▸ RECORD EXTRACTS:
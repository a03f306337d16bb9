//! Subprocess execution utilities.

use std::ffi::OsStr;
use std::path::{Path, PathBuf};
use std::process::{Command, Output, Stdio};

use anyhow::{Context, Result};

/// Builder for subprocess execution.
#[derive(Debug, Clone)]
pub struct ProcessBuilder {
    program: PathBuf,
    args: Vec<String>,
    cwd: Option<PathBuf>,
}

impl ProcessBuilder {
    /// Create a new process builder for the given program.
    pub fn new(program: impl AsRef<Path>) -> Self {
        ProcessBuilder {
            program: program.as_ref().to_path_buf(),
            args: Vec::new(),
            cwd: None,
        }
    }

    /// Add a single argument.
    pub fn arg(mut self, arg: impl AsRef<OsStr>) -> Self {
        self.args.push(arg.as_ref().to_string_lossy().into_owned());
        self
    }

    /// Add multiple arguments.
    pub fn args<I, S>(mut self, args: I) -> Self
    where
        I: IntoIterator<Item = S>,
        S: AsRef<OsStr>,
    {
        self.args.extend(
            args.into_iter()
                .map(|s| s.as_ref().to_string_lossy().into_owned()),
        );
        self
    }

    /// Set the working directory.
    pub fn cwd(mut self, cwd: impl AsRef<Path>) -> Self {
        self.cwd = Some(cwd.as_ref().to_path_buf());
        self
    }

    /// Execute the command and wait for completion, capturing stdout.
    pub fn exec(&self) -> Result<Output> {
        let mut cmd = Command::new(&self.program);
        cmd.args(&self.args);

        if let Some(ref cwd) = self.cwd {
            cmd.current_dir(cwd);
        }

        cmd.stdout(Stdio::piped());
        cmd.stderr(Stdio::piped());

        let output = cmd
            .output()
            .with_context(|| format!("failed to spawn `{}`", self.program.display()))?;

        Ok(output)
    }

    /// Display the command for log messages.
    pub fn display_command(&self) -> String {
        let mut parts = vec![self.program.display().to_string()];
        parts.extend(self.args.iter().cloned());
        parts.join(" ")
    }
}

▸ ACTIVITY: Check every line above for the word "args" and copy those that have it.

▸ FINAL ANSWER:
    args: Vec<String>,
            args: Vec::new(),
        self.args.push(arg.as_ref().to_string_lossy().into_owned());
    pub fn args<I, S>(mut self, args: I) -> Self
        self.args.extend(
            args.into_iter()
        cmd.args(&self.args);
        parts.extend(self.args.iter().cloned());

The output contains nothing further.